Vomiting in patients with liver cancer
Vomiting in patients with liver cancer, liver cancer patients complicated with upper gastrointestinal bleeding were more common situation, the majority of liver cancer patients before death were gastrointestinal bleeding, but the exact incidence is hard to estimate. HCC patients with upper gastrointestinal bleeding is one major cause of death. Cause of its occurrence and the following factors may = esophageal varices. portal hypertensive gastric mucosal lesions. coagulopathy. direct invasion of liver stomach, duodenum and so on. Treatment of hemorrhagic shock are mainly taken for the rescue measures. Include:
1. Non-surgical treatment:
(1) Initial treatment: calm bed, oxygen, fluid replacement, blood transfusion, bleeding, acid suppression, somatostatin and so on.
(2) vasopressin: make visceral small artery contraction, the dose is 20 units in 200ml 5% glucose solution drops finished 20-30 minutes, repeated every 4 hours. Portal vein pressure can drop by about 35%, more than half of patients can control the bleeding. In combination with nitroglycerin can reduce the side effects.
(3) endoscopic therapy: bleeding esophageal varices may be thrombin, alcohol, injected directly into the varicose veins to stop the bleeding, but the operation should be soft and cautious, without rendering the other varices, increased bleeding. Large amount of bleeding, often affect the vision, the operation more difficult, and difficult to completely stop the bleeding, so be careful selection of indications. When the bleeding arterial vessels larger than 4 mm in diameter, endoscopic therapy should not be used. The main complications: esophageal ulcer, stricture or perforation. Esophageal perforation is the most serious complications, although there is only 1%, but the mortality rate is as high as 50%. Endoscopic variceal ligation than sclerotherapy treatment operation is relatively simple and safe. Approach is endoscopic variceal ligation will be aspirated into the ligation device, the use of rubber band ligation of varicose veins in the base. Sclerotherapy and band ligation therapy for gastric variceal bleeding is not valid.

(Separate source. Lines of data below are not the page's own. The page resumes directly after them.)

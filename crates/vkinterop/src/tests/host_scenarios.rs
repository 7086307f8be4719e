/* BEGIN LICENSE
  SupaSim, a GPGPU and simulation toolkit.
  Copyright (C) 2025 Magnus Larsson
  SPDX-License-Identifier: MIT OR Apache-2.0
END LICENSE */
use std::sync::Arc;
use std::time::Duration;

use hal::ash::vk;
use parking_lot::{Mutex, MutexGuard};

use super::expect_err;
use super::host_sycl::{
    HostSyclRuntime, MAX_ALLOCATION, TempMemory, TempSemaphore, identity, queue,
};
use crate::*;

/// Holds the test lock with the host runtime registered; resets all state on drop
struct HostQueue {
    runtime: Arc<HostSyclRuntime>,
    _guard: MutexGuard<'static, ()>,
}
impl HostQueue {
    fn register(consumes_handles: bool) -> Self {
        let guard = dev_utils::serial_guard();
        dev_utils::init_test_logging();
        reset_compute_api_state();
        let runtime = HostSyclRuntime::new(consumes_handles);
        set_global_sycl_queue(runtime.clone(), queue());
        Self {
            runtime,
            _guard: guard,
        }
    }
}
impl Drop for HostQueue {
    fn drop(&mut self) {
        reset_compute_api_state();
    }
}

fn device() -> DeviceIdentity {
    identity(vk::DriverId::INTEL_OPEN_SOURCE_MESA)
}

/// Whether `stream` went idle within `timeout`
fn drained(stream: StreamWrapper, timeout: Duration) -> bool {
    wait_for_completion_timeout(InteropComputeApi::Sycl, stream, timeout).unwrap()
}

#[test]
fn registered_queue_wins_until_reset() {
    let _host = HostQueue::register(false);
    let nvidia = identity(vk::DriverId::NVIDIA_PROPRIETARY);
    assert_eq!(decide_interop_compute_api(&nvidia), InteropComputeApi::Sycl);
    assert_eq!(selected_compute_api(), InteropComputeApi::Sycl);

    let err = initialize_compute_api(InteropComputeApi::Cuda).unwrap_err();
    assert!(
        matches!(
            err,
            InteropError::BackendNotAvailable {
                api: InteropComputeApi::Cuda,
                ..
            }
        ),
        "{err}"
    );
    assert!(err.to_string().contains("reset_compute_api_state"));
    // Asking for the active API again is fine
    initialize_compute_api(InteropComputeApi::Sycl).unwrap();

    reset_compute_api_state();
    assert!(!is_sycl_queue_registered());
    assert_eq!(selected_compute_api(), InteropComputeApi::None);
    assert_ne!(decide_interop_compute_api(&nvidia), InteropComputeApi::Sycl);
}

#[test]
fn unknown_driver_without_a_queue_has_no_api() {
    let _host = HostQueue::register(false);
    clear_global_sycl_queue();
    let llvmpipe = identity(vk::DriverId::MESA_LLVMPIPE);
    // Only holds where no compute runtime is installed
    if InteropComputeApi::ALL.iter().any(|&api| initialize_compute_api(api).is_ok()) {
        return;
    }
    assert_eq!(decide_interop_compute_api(&llvmpipe), InteropComputeApi::None);
    let source = Arc::new(TempMemory {
        identity: llvmpipe,
        size: 64,
        image: None,
    });
    assert!(matches!(
        expect_err(create_buffer_vk_compute_api_external_memory(source)),
        InteropError::BackendNotAvailable {
            api: InteropComputeApi::None,
            ..
        }
    ));
}

#[test]
fn buffer_sizes_are_checked_before_export() {
    let host = HostQueue::register(false);
    let before = handle_statistics();
    assert!(matches!(
        expect_err(create_buffer_vk_compute_api_external_memory(TempMemory::buffer(0))),
        InteropError::AllocationTooLarge { requested: 0, .. }
    ));
    assert!(matches!(
        expect_err(create_buffer_vk_compute_api_external_memory(TempMemory::buffer(
            MAX_ALLOCATION + 1
        ))),
        InteropError::AllocationTooLarge {
            limit: MAX_ALLOCATION,
            ..
        }
    ));
    assert_eq!(handle_statistics().exported, before.exported);
    assert_eq!(host.runtime.live_allocations(), 0);
}

#[test]
fn handle_ownership_follows_the_runtime() {
    for consumes in [false, true] {
        let host = HostQueue::register(consumes);
        let before = handle_statistics();
        let buffer = create_buffer_vk_compute_api_external_memory(TempMemory::buffer(256)).unwrap();
        let semaphore =
            import_semaphore_vk_compute_api_interop(TempSemaphore::new(SemaphoreKind::Binary), 0)
                .unwrap();
        assert_eq!(buffer.compute_api(), InteropComputeApi::Sycl);
        assert_eq!(buffer.was_handle_consumed(), consumes);
        assert_eq!(semaphore.was_handle_consumed(), consumes);
        assert_eq!(host.runtime.live_allocations(), 1);
        drop(buffer);
        drop(semaphore);
        assert_eq!(host.runtime.live_allocations(), 0);

        let after = handle_statistics();
        assert_eq!(after.exported - before.exported, 2);
        if consumes {
            assert_eq!(after.transferred - before.transferred, 2);
            assert_eq!(after.closed, before.closed);
        } else {
            assert_eq!(after.transferred, before.transferred);
            assert_eq!(after.closed - before.closed, 2);
        }
        assert_eq!(after.live(), before.live());
    }
}

#[test]
fn buffer_copies_go_through_the_stream() {
    let host = HostQueue::register(false);
    let identity = device();
    let stream = create_stream(&identity).unwrap();
    assert_eq!(stream, StreamWrapper::Sycl(queue()));
    let info = compute_device_info(&identity).unwrap();
    assert_eq!(info.api, InteropComputeApi::Sycl);
    assert_eq!(info.max_allocation_size, MAX_ALLOCATION);

    let buffer = create_buffer_vk_compute_api_external_memory(TempMemory::buffer(16)).unwrap();
    assert_eq!(buffer.size(), 16);
    assert!(!buffer.get_device_ptr::<f32>().is_null());
    let data: Vec<u8> = (0..16).collect();
    let mut out = [0u8; 16];
    unsafe {
        buffer.copy_from_host_ptr_async(&data, stream).unwrap();
        buffer.copy_to_host_ptr_async(&mut out, stream).unwrap();
    }
    wait_for_completion(InteropComputeApi::Sycl, stream).unwrap();
    assert_eq!(&out[..], &data[..]);

    let mut too_big = [0u8; 17];
    assert!(matches!(
        unsafe { buffer.copy_to_host_ptr_async(&mut too_big, stream) },
        Err(InteropError::CopyOutOfBounds {
            requested: 17,
            available: 16
        })
    ));

    let target = create_buffer_vk_compute_api_external_memory(TempMemory::buffer(16)).unwrap();
    let event = create_event(&identity).unwrap();
    assert_eq!(host.runtime.live_events(), 1);
    unsafe { buffer.copy_to_device_ptr_async(target.device_ptr(), stream, Some(&event)) }.unwrap();
    let mut copied = [0u8; 16];
    unsafe { target.copy_to_host_ptr_async(&mut copied, stream) }.unwrap();
    assert!(drained(stream, Duration::from_secs(1)));
    assert_eq!(&copied[..], &data[..]);

    assert!(matches!(
        wait_for_completion(InteropComputeApi::Cuda, stream),
        Err(InteropError::InvalidStream {
            expected: InteropComputeApi::Cuda,
            found: InteropComputeApi::Sycl
        })
    ));
    unsafe {
        destroy_event(&identity, event).unwrap();
        destroy_stream(&identity, stream).unwrap();
    }
    assert_eq!(host.runtime.live_events(), 0);
}

#[test]
fn image_flavors() {
    let _host = HostQueue::register(false);
    let stream = create_stream(&device()).unwrap();
    let info = ImageImportInfo::new_2d(vk::Format::R32_SFLOAT, 4, 4);
    let source = TempMemory::image(info, 64);

    let image = create_image_vk_compute_api_external_memory(source.clone()).unwrap();
    assert!(matches!(image.texture_object(), ImageHandle::Sycl(_)));
    assert_eq!(image.format_info().format_size_in_bytes(), 4);
    assert_eq!(image.import_info(), &info);
    let texels: Vec<f32> = (0..16).map(|i| i as f32 * 0.25).collect();
    let mut out = vec![0f32; 16];
    unsafe {
        image
            .copy_from_host_ptr_async(0, bytemuck::cast_slice(&texels), stream)
            .unwrap();
        image
            .copy_to_host_ptr_async(0, bytemuck::cast_slice_mut(&mut out), stream)
            .unwrap();
    }
    wait_for_completion(InteropComputeApi::Sycl, stream).unwrap();
    assert_eq!(out, texels);

    assert!(matches!(
        image.surface_object(1),
        Err(InteropError::InvalidMipLevel {
            level: 1,
            levels: 1
        })
    ));
    let mut short = [0u8; 8];
    assert!(matches!(
        unsafe { image.copy_to_host_ptr_async(0, &mut short, stream) },
        Err(InteropError::CopyOutOfBounds { .. })
    ));

    let unsampled = create_unsampled_image_vk_compute_api_external_memory(source).unwrap();
    assert_ne!(
        unsampled.get_surface_object().unwrap(),
        image.get_surface_object().unwrap()
    );
    unsampled.get_mipmapped_array_level(0).unwrap();

    let unknown = TempMemory::image(ImageImportInfo::new_2d(vk::Format::UNDEFINED, 4, 4), 64);
    let err = expect_err(create_image_vk_compute_api_external_memory(unknown));
    assert!(err.is_optional_feature_miss(), "{err}");
}

#[test]
fn timeline_values_increase_across_apis() {
    let _host = HostQueue::register(false);
    let stream = create_stream(&device()).unwrap();
    let semaphore =
        import_semaphore_vk_compute_api_interop(TempSemaphore::new(SemaphoreKind::Timeline), 0)
            .unwrap();
    assert_eq!(semaphore.kind(), SemaphoreKind::Timeline);
    assert_eq!(semaphore.next_signal_value(), 1);
    assert_eq!(semaphore.vk_semaphore(), vk::Semaphore::null());

    semaphore.vulkan_signal(1).unwrap();
    let err = unsafe { semaphore.signal_semaphore_compute_api(stream, 1) }.unwrap_err();
    assert!(
        matches!(
            err,
            InteropError::TimelineNotMonotonic {
                last: 1,
                requested: 1
            }
        ),
        "{err}"
    );
    unsafe { semaphore.signal_semaphore_compute_api(stream, 2) }.unwrap();
    assert_eq!(
        semaphore.state(),
        SemaphoreState::PendingSignal { from: 0, to: 2 }
    );
    assert_eq!(semaphore.next_signal_value(), 3);
    assert!(semaphore.vulkan_signal(2).is_err());

    unsafe { semaphore.wait_semaphore_compute_api(stream, 2, None) }.unwrap();
    assert!(drained(stream, Duration::from_secs(1)));
}

#[test]
fn binary_semaphore_has_a_single_consumer() {
    let _host = HostQueue::register(false);
    let identity = device();
    let stream = create_stream(&identity).unwrap();
    let semaphore =
        import_semaphore_vk_compute_api_interop(TempSemaphore::new(SemaphoreKind::Binary), 0)
            .unwrap();
    let done = create_event(&identity).unwrap();

    unsafe {
        semaphore.signal_semaphore_compute_api(stream, 0).unwrap();
        semaphore.wait_semaphore_compute_api(stream, 0, Some(&done)).unwrap();
    }
    assert!(drained(stream, Duration::from_secs(1)));
    assert_eq!(semaphore.state(), SemaphoreState::Unsignaled(0));

    unsafe { semaphore.wait_semaphore_compute_api(stream, 0, None) }.unwrap();
    assert!(!drained(stream, Duration::from_millis(50)));
    unsafe { semaphore.signal_semaphore_compute_api(stream, 0) }.unwrap();
    assert!(drained(stream, Duration::from_secs(1)));
    unsafe { destroy_event(&identity, done) }.unwrap();
}

static DIALOGS: Mutex<Vec<(String, String)>> = Mutex::new(Vec::new());

#[test]
fn import_failures_reach_the_dialog_hook() {
    let _host = HostQueue::register(false);
    DIALOGS.lock().clear();
    set_error_dialog_hook(Some(Arc::new(|title: &str, message: &str| {
        DIALOGS.lock().push((title.to_owned(), message.to_owned()));
    })));
    set_open_message_box_on_compute_api_error(true);

    let _ = create_buffer_vk_compute_api_external_memory(TempMemory::buffer(0));
    set_open_message_box_on_compute_api_error(false);
    let _ = create_buffer_vk_compute_api_external_memory(TempMemory::buffer(0));
    set_error_dialog_hook(None);

    let dialogs = DIALOGS.lock();
    assert_eq!(dialogs.len(), 1);
    assert_eq!(dialogs[0].0, "SYCL interop error");
    assert!(dialogs[0].1.contains("import_buffer"), "{}", dialogs[0].1);
}

#[test]
fn failed_compute_signals_keep_the_timeline() {
    let _host = HostQueue::register(false);
    let stream = create_stream(&device()).unwrap();
    let semaphore =
        import_semaphore_vk_compute_api_interop(TempSemaphore::new(SemaphoreKind::Timeline), 0)
            .unwrap();

    let null = StreamWrapper::Sycl(hal::stream::SyclQueue::null());
    let err = unsafe { semaphore.signal_semaphore_compute_api(null, 5) }.unwrap_err();
    assert!(
        matches!(
            err,
            InteropError::NullStream {
                api: InteropComputeApi::Sycl
            }
        ),
        "{err}"
    );
    assert_eq!(semaphore.next_signal_value(), 1);
    assert_eq!(semaphore.state(), SemaphoreState::Unsignaled(0));

    unsafe { semaphore.signal_semaphore_compute_api(stream, 5) }.unwrap();
    assert_eq!(semaphore.next_signal_value(), 6);
    assert!(drained(stream, Duration::from_secs(1)));
}

#[test]
fn live_buffers_outlast_the_registration() {
    let host = HostQueue::register(false);
    let stream = create_stream(&device()).unwrap();
    let buffer = create_buffer_vk_compute_api_external_memory(TempMemory::buffer(16)).unwrap();
    assert!(clear_global_sycl_queue());

    let data: Vec<u8> = (16..32).collect();
    let mut out = [0u8; 16];
    unsafe {
        buffer.copy_from_host_ptr_async(&data, stream).unwrap();
        buffer.copy_to_host_ptr_async(&mut out, stream).unwrap();
    }
    wait_for_completion(InteropComputeApi::Sycl, stream).unwrap();
    assert_eq!(&out[..], &data[..]);

    reset_compute_api_state();
    unsafe { buffer.copy_to_host_ptr_async(&mut out, stream) }.unwrap();
    assert!(drained(stream, Duration::from_secs(1)));
    assert_eq!(host.runtime.live_allocations(), 1);
    drop(buffer);
    assert_eq!(host.runtime.live_allocations(), 0);
}

#[test]
fn context_failures_name_the_selected_api() {
    let _host = HostQueue::register(false);
    DIALOGS.lock().clear();
    set_error_dialog_hook(Some(Arc::new(|title: &str, message: &str| {
        DIALOGS.lock().push((title.to_owned(), message.to_owned()));
    })));
    set_open_message_box_on_compute_api_error(true);
    assert_eq!(selected_compute_api(), InteropComputeApi::None);

    let mut other = device();
    other.uuid = [9; 16];
    let source = Arc::new(TempMemory {
        identity: other,
        size: 64,
        image: None,
    });
    let err = expect_err(create_buffer_vk_compute_api_external_memory(source));
    set_open_message_box_on_compute_api_error(false);
    set_error_dialog_hook(None);
    assert!(
        matches!(
            err,
            InteropError::NoMatchingDevice {
                api: InteropComputeApi::Sycl
            }
        ),
        "{err}"
    );

    let dialogs = DIALOGS.lock();
    assert_eq!(dialogs.len(), 1);
    assert_eq!(dialogs[0].0, "SYCL interop error");
    assert!(
        dialogs[0].1.contains("create_buffer_vk_compute_api_external_memory"),
        "{}",
        dialogs[0].1
    );
}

(4) three-cavity tube pressure: typically used for endoscopic treatment of vasopressin or per effective bleeding esophageal varices in patients. Three-cavity tube compression can make about 80% of esophageal varices bleeding under control, but about half of the patients with bleeding again immediately after emptying bag. Furthermore, even skilled doctors use balloon tamponade device, the incidence of complications 10% _20%, complications including aspiration pneumonia, esophageal rupture and suffocation. Therefore, application of three-cavity tube hemostasis of patients should be placed on care unit for monitoring. General three-cavity tube for 24 hours, such as bleeding stopped, they may first balloon esophageal emptying, gastric emptying after the balloon, and then observe 12_24 hours, as indeed has been bleeding, it will slowly pull out the tube. Placement period, every 12 hours, should airbag venting 10_20 minutes, if bleeding is refillable oppression. Storage time should not exceed 3_5 days, to prevent mucosal ulceration occurred too long under pressure, necrosis, perforation.
(5) Intervention: Transjugular intrahepatic portosystemic shunt (TIPS) can be used for esophageal and gastric venous bleeding from the sheets by the effect of drugs and endoscopic therapy element, liver decompensation (ChildC level) should not surgery . The complications include hepatic encephalopathy, stent stenosis or occlusion, liver metastasis. Mucosal lesions per effective drug treatment, they may consider intervention, selective insertion bleeding artery infusion of vasopressin, 0.2_0.4 units per minute, continuous 12_24 hours. Intervention can also be applied hemobilia caused by liver cancer, such as Selective hepatic artery embolization.
Vomiting in patients with liver cancer 2. Surgical treatment: liver function better, no yellow disease, severe ascites Yuan, Yuan effective conservative treatment of patients, surgical treatment should be considered, waiting to see may result in the occurrence of hepatic coma. Such patients generally can not tolerate liver resection, surgery should be fighting for local tumor treatment, simultaneously splenic artery ligation and left gastric artery and gastric coronary vein ligation. Hepatocellular carcinoma with upper gastrointestinal bleeding, the most severe liver dysfunction or disease later, although some patients had active treatment being the primary bleeding, but the long-term effect of poor prognosis.